Fux é o relator da investigação no STF. Para o ministro, o pedido da PF estava “devidamente fundamentado, indicando as razões por que a medida se revela necessária nesta fase da investigação”.

“Verifico, assim, que os indícios de possível prática criminosa estão bem descritos na representação da Autoridade Policial, com possível ação conjunta dos investigados no suposto esquema criminoso apurado nos autos”, afirmou.

Indícios

Segundo os investigadores, as providências adotadas até agora no inquérito “sugerem a existência de um esquema de desvio de recursos públicos no gabinete” de Janones.

O congressista é acusado por um ex-funcionário de seu gabinete de cobrar parte do salário de servidores para custear despesas pessoais.
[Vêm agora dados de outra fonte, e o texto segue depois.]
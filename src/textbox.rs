//! Text box model and the list that owns it.
//!
//! A `TextBox` is the only persistent entity in the editor: everything else
//! (composited pixels, textures, gesture state) is derived from the current
//! image plus the current list of boxes.

pub const FONT_SIZE_MIN: u32 = 12;
pub const FONT_SIZE_MAX: u32 = 100;
pub const DEFAULT_FONT_SIZE: u32 = 40;

/// Minimum explicit dimensions for the resizable overlay variant, image-space.
pub const MIN_BOX_WIDTH: f32 = 50.0;
pub const MIN_BOX_HEIGHT: f32 = 30.0;

pub const DEFAULT_TEXT_COLOR: [u8; 3] = [0xff, 0xff, 0xff];
pub const DEFAULT_BORDER_COLOR: [u8; 3] = [0x00, 0x00, 0x00];

#[derive(Debug, Clone, PartialEq)]
pub struct TextBox {
    pub id: u64,
    pub text: String,
    pub font_size: u32,
    /// Image-space anchor; text renders centered on it both axes.
    pub x: f32,
    pub y: f32,
    pub text_color: [u8; 3],
    pub border_color: [u8; 3],
    /// Explicit dimensions set by a resize gesture. `None` means the box
    /// tracks its measured text bounds.
    pub width: Option<f32>,
    pub height: Option<f32>,
}

impl TextBox {
    pub fn new(id: u64, x: f32, y: f32) -> Self {
        Self {
            id,
            text: String::new(),
            font_size: DEFAULT_FONT_SIZE,
            x,
            y,
            text_color: DEFAULT_TEXT_COLOR,
            border_color: DEFAULT_BORDER_COLOR,
            width: None,
            height: None,
        }
    }

    /// Blank boxes are never drawn, hit-tested or exported.
    pub fn is_blank(&self) -> bool {
        self.text.trim().is_empty()
    }
}

pub fn clamp_font_size(size: u32) -> u32 {
    size.clamp(FONT_SIZE_MIN, FONT_SIZE_MAX)
}

/// Formats a color as `#rrggbb` for the property panel.
pub fn color_to_hex(rgb: [u8; 3]) -> String {
    format!("#{:02x}{:02x}{:02x}", rgb[0], rgb[1], rgb[2])
}

/// Parses `#rrggbb`; returns `None` for anything malformed.
pub fn color_from_hex(hex: &str) -> Option<[u8; 3]> {
    let hex = hex.strip_prefix('#')?;
    if hex.len() != 6 || !hex.chars().all(|c| c.is_ascii_hexdigit()) {
        return None;
    }
    let r = u8::from_str_radix(&hex[0..2], 16).ok()?;
    let g = u8::from_str_radix(&hex[2..4], 16).ok()?;
    let b = u8::from_str_radix(&hex[4..6], 16).ok()?;
    Some([r, g, b])
}

/// Ordered, non-empty list of text boxes plus the current selection.
///
/// Selection is view state only: selecting never mutates box values and never
/// reorders the list. Mutations are id-preserving replacements.
pub struct TextBoxList {
    boxes: Vec<TextBox>,
    selected: Option<u64>,
    next_id: u64,
}

impl TextBoxList {
    pub fn new() -> Self {
        Self {
            boxes: vec![TextBox::new(1, 0.0, 0.0)],
            selected: None,
            next_id: 2,
        }
    }

    pub fn boxes(&self) -> &[TextBox] {
        &self.boxes
    }

    pub fn get(&self, id: u64) -> Option<&TextBox> {
        self.boxes.iter().find(|b| b.id == id)
    }

    pub fn selected_id(&self) -> Option<u64> {
        self.selected
    }

    pub fn selected(&self) -> Option<&TextBox> {
        self.selected.and_then(|id| self.get(id))
    }

    pub fn select(&mut self, id: Option<u64>) {
        self.selected = match id {
            Some(id) if self.get(id).is_some() => Some(id),
            _ => None,
        };
    }

    /// Discards all boxes and starts over with a single fresh one anchored at
    /// the horizontal center, upper quarter of the new image.
    pub fn reset_for_image(&mut self, image_w: f32, image_h: f32) {
        let id = self.next_id;
        self.next_id += 1;
        self.boxes = vec![TextBox::new(id, image_w / 2.0, image_h / 4.0)];
        self.selected = None;
    }

    /// Appends a box at the image center and selects it.
    pub fn add(&mut self, image_w: f32, image_h: f32) -> u64 {
        let id = self.next_id;
        self.next_id += 1;
        self.boxes.push(TextBox::new(id, image_w / 2.0, image_h / 2.0));
        self.selected = Some(id);
        id
    }

    /// Replaces the box with the same id, clamping the anchor to the image
    /// and the font size to its legal range. Unknown ids are ignored.
    pub fn update(&mut self, mut updated: TextBox, image_w: f32, image_h: f32) {
        updated.x = updated.x.clamp(0.0, image_w);
        updated.y = updated.y.clamp(0.0, image_h);
        updated.font_size = clamp_font_size(updated.font_size);
        if let Some(w) = updated.width {
            updated.width = Some(w.max(MIN_BOX_WIDTH));
        }
        if let Some(h) = updated.height {
            updated.height = Some(h.max(MIN_BOX_HEIGHT));
        }
        if let Some(slot) = self.boxes.iter_mut().find(|b| b.id == updated.id) {
            *slot = updated;
        }
    }

    /// Removes a box by id. Refused (returns false) when it is the last one;
    /// the list is never empty.
    pub fn remove(&mut self, id: u64) -> bool {
        if self.boxes.len() <= 1 {
            return false;
        }
        let before = self.boxes.len();
        self.boxes.retain(|b| b.id != id);
        let removed = self.boxes.len() != before;
        if removed && self.selected == Some(id) {
            self.selected = None;
        }
        removed
    }
}

impl Default for TextBoxList {
    fn default() -> Self {
        Self::new()
    }
}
As suspeitas vieram à tona depois do vazamento de áudios com falas do deputado.

O termo “rachadinha” é usado para descrever a prática de repasse de parte da remuneração de um assessor ou servidor público para o parlamentar ou partido que emprega o funcionário.

O pedido da PF se refere aos dados de Janones e de seis assessores. No caso do deputado, a solicitação é para afastamento do sigilo bancário entre janeiro de 2019 e janeiro de 2024.

A medida abrange as informações sobre “todos os bens, direitos e valores mantidos em instituições financeiras”.

No caso do sigilo fiscal, o pleito é para acesso a dados de declarações do imposto de renda, de 2015 a 2023.

Segundo a corporação, a análise vai permitir verificar se a variação de patrimônio é “divergente dos rendimentos legítimos, indicando o recebimento de valores não declarados e/ou a existência de patrimônio a descoberto”.